Stored data entries:
++++
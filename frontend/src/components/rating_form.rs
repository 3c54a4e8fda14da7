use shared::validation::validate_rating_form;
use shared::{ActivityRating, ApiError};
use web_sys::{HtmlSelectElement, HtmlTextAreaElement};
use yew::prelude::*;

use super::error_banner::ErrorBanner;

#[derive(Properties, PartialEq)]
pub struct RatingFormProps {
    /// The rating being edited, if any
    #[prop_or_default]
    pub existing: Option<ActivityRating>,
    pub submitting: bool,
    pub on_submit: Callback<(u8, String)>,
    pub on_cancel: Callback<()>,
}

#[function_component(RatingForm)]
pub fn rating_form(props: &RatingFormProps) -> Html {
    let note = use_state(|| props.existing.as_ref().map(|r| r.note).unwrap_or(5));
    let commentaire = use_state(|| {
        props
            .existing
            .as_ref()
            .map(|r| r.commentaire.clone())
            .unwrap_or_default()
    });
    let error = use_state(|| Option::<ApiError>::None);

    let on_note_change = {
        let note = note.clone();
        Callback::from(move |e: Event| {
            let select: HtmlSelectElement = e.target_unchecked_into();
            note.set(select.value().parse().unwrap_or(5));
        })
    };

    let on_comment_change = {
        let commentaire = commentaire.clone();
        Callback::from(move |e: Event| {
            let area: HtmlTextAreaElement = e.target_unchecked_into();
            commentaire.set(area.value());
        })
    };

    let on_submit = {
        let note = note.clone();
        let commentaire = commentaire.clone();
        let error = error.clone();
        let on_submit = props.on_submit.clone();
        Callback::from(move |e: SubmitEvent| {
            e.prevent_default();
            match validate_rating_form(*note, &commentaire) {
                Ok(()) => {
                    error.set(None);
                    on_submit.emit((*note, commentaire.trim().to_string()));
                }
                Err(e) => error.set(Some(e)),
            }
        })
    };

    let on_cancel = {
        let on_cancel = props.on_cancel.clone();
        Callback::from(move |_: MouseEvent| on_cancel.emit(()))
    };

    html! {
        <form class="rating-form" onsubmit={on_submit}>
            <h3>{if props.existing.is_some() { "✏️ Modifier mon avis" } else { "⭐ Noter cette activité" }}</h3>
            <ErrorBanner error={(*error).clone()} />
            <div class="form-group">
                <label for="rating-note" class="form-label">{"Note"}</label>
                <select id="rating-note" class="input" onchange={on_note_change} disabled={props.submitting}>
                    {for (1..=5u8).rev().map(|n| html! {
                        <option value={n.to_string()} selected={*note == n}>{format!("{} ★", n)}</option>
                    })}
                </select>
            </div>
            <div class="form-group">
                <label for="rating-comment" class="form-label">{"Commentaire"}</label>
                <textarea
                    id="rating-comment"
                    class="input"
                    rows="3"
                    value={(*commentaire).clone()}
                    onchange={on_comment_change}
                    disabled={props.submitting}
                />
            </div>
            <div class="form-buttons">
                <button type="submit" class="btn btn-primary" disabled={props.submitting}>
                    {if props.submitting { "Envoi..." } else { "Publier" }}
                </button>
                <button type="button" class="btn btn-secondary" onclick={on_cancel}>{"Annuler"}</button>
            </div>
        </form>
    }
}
++++
WORK TO COMPLETE:
Print all of the data exactly as it stands above.

FINISHED EXERCISE:
filename frontend/src/components/rating_form.rs
repository 3c54a4e8fda14da7
use shared::validation::validate_rating_form;
use shared::{ActivityRating, ApiError};
use web_sys::{HtmlSelectElement, HtmlTextAreaElement};
use yew::prelude::*;

use super::error_banner::ErrorBanner;

#[derive(Properties, PartialEq)]
pub struct RatingFormProps {
    /// The rating being edited, if any
    #[prop_or_default]
    pub existing: Option<ActivityRating>,
    pub submitting: bool,
    pub on_submit: Callback<(u8, String)>,
    pub on_cancel: Callback<()>,
}

#[function_component(RatingForm)]
pub fn rating_form(props: &RatingFormProps) -> Html {
    let note = use_state(|| props.existing.as_ref().map(|r| r.note).unwrap_or(5));
    let commentaire = use_state(|| {
        props
            .existing
            .as_ref()
            .map(|r| r.commentaire.clone())
            .unwrap_or_default()
    });
    let error = use_state(|| Option::<ApiError>::None);

    let on_note_change = {
        let note = note.clone();
        Callback::from(move |e: Event| {
            let select: HtmlSelectElement = e.target_unchecked_into();
            note.set(select.value().parse().unwrap_or(5));
        })
    };

    let on_comment_change = {
        let commentaire = commentaire.clone();
        Callback::from(move |e: Event| {
            let area: HtmlTextAreaElement = e.target_unchecked_into();
            commentaire.set(area.value());
        })
    };

    let on_submit = {
        let note = note.clone();
        let commentaire = commentaire.clone();
        let error = error.clone();
        let on_submit = props.on_submit.clone();
        Callback::from(move |e: SubmitEvent| {
            e.prevent_default();
            match validate_rating_form(*note, &commentaire) {
                Ok(()) => {
                    error.set(None);
                    on_submit.emit((*note, commentaire.trim().to_string()));
                }
                Err(e) => error.set(Some(e)),
            }
        })
    };

    let on_cancel = {
        let on_cancel = props.on_cancel.clone();
        Callback::from(move |_: MouseEvent| on_cancel.emit(()))
    };

    html! {
        <form class="rating-form" onsubmit={on_submit}>
            <h3>{if props.existing.is_some() { "✏️ Modifier mon avis" } else { "⭐ Noter cette activité" }}</h3>
            <ErrorBanner error={(*error).clone()} />
            <div class="form-group">
                <label for="rating-note" class="form-label">{"Note"}</label>
                <select id="rating-note" class="input" onchange={on_note_change} disabled={props.submitting}>
                    {for (1..=5u8).rev().map(|n| html! {
                        <option value={n.to_string()} selected={*note == n}>{format!("{} ★", n)}</option>
                    })}
                </select>
            </div>
            <div class="form-group">
                <label for="rating-comment" class="form-label">{"Commentaire"}</label>
                <textarea
                    id="rating-comment"
                    class="input"
                    rows="3"
                    value={(*commentaire).clone()}
                    onchange={on_comment_change}
                    disabled={props.submitting}
                />
            </div>
            <div class="form-buttons">
                <button type="submit" class="btn btn-primary" disabled={props.submitting}>
                    {if props.submitting { "Envoi..." } else { "Publier" }}
                </button>
                <button type="button" class="btn btn-secondary" onclick={on_cancel}>{"Annuler"}</button>
            </div>
        </form>
    }
}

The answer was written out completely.